A line qualifies if it holds the string "TransferPlaybackRequest". Copy every qualifying line from the records.

──────── TASK INPUT ────────

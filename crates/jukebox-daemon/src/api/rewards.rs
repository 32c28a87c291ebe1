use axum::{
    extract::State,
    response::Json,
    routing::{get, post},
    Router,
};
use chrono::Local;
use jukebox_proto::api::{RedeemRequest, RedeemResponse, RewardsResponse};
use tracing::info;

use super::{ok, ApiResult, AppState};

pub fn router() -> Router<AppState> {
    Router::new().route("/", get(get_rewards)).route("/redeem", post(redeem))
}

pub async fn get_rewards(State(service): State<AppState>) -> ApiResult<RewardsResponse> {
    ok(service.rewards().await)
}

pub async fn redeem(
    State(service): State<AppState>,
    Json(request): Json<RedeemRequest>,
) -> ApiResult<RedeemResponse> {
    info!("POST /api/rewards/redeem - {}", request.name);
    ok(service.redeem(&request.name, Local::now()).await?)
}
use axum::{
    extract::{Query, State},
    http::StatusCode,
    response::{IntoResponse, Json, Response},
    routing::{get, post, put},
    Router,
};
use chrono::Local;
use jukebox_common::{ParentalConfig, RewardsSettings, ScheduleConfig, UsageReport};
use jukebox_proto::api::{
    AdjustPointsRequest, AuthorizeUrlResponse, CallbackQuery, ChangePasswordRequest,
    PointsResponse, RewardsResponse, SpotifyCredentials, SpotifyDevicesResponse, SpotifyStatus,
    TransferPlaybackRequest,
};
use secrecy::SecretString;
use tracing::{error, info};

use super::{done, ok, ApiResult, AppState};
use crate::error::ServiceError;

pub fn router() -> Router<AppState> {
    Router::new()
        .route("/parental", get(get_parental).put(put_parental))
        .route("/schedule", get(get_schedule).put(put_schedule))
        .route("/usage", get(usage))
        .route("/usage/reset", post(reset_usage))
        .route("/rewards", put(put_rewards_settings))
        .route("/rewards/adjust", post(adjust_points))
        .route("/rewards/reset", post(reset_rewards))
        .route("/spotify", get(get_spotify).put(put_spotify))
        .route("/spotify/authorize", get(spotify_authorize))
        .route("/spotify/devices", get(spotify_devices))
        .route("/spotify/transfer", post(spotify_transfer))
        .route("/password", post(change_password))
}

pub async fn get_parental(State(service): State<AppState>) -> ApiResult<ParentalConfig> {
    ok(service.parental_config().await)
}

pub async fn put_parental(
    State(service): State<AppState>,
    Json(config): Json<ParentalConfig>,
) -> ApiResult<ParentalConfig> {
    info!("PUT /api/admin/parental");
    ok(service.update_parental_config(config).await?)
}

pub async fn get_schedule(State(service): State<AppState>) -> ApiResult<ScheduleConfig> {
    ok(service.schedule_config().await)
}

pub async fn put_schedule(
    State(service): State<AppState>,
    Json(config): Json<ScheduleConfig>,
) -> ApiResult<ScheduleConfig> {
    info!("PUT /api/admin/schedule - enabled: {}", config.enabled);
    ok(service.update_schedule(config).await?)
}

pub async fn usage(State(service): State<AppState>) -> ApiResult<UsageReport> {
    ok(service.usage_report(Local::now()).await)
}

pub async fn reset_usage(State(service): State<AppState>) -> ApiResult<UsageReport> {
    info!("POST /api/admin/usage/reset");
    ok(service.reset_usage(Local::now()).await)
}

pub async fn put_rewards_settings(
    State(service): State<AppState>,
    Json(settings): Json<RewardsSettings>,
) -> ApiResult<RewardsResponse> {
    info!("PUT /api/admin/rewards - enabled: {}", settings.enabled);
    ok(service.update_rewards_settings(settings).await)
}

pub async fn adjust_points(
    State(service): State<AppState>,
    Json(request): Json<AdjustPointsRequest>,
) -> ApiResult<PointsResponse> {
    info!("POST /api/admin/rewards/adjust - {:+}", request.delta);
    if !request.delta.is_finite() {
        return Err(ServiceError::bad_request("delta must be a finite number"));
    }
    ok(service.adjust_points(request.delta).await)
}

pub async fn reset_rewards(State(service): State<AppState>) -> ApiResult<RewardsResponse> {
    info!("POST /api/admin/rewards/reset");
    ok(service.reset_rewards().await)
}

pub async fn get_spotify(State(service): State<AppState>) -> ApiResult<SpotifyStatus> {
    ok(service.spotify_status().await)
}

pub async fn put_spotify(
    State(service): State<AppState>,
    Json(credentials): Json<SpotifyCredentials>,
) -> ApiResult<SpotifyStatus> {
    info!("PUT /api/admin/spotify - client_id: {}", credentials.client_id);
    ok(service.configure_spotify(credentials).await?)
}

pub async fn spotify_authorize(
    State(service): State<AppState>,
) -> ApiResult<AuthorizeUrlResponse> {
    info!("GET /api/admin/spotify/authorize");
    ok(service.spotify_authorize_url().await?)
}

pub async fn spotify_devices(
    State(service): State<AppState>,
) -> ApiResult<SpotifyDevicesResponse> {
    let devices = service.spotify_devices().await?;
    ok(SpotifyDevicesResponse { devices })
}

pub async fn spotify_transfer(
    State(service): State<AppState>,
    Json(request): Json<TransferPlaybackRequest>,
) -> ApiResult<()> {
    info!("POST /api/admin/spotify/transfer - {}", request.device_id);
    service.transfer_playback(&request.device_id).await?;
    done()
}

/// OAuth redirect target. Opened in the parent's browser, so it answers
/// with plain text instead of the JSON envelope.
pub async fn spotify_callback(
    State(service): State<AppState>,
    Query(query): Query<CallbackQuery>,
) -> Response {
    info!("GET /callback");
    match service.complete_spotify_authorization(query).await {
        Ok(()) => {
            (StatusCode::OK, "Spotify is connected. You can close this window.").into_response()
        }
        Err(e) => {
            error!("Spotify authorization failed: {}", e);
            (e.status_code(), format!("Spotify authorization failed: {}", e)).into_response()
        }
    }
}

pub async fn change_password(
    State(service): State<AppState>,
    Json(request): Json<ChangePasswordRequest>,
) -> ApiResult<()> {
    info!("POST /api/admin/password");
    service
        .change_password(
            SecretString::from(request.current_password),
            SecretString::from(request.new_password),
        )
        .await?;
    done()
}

────────

- SOLUTION TO THIS TASK:
    TransferPlaybackRequest,
    Json(request): Json<TransferPlaybackRequest>,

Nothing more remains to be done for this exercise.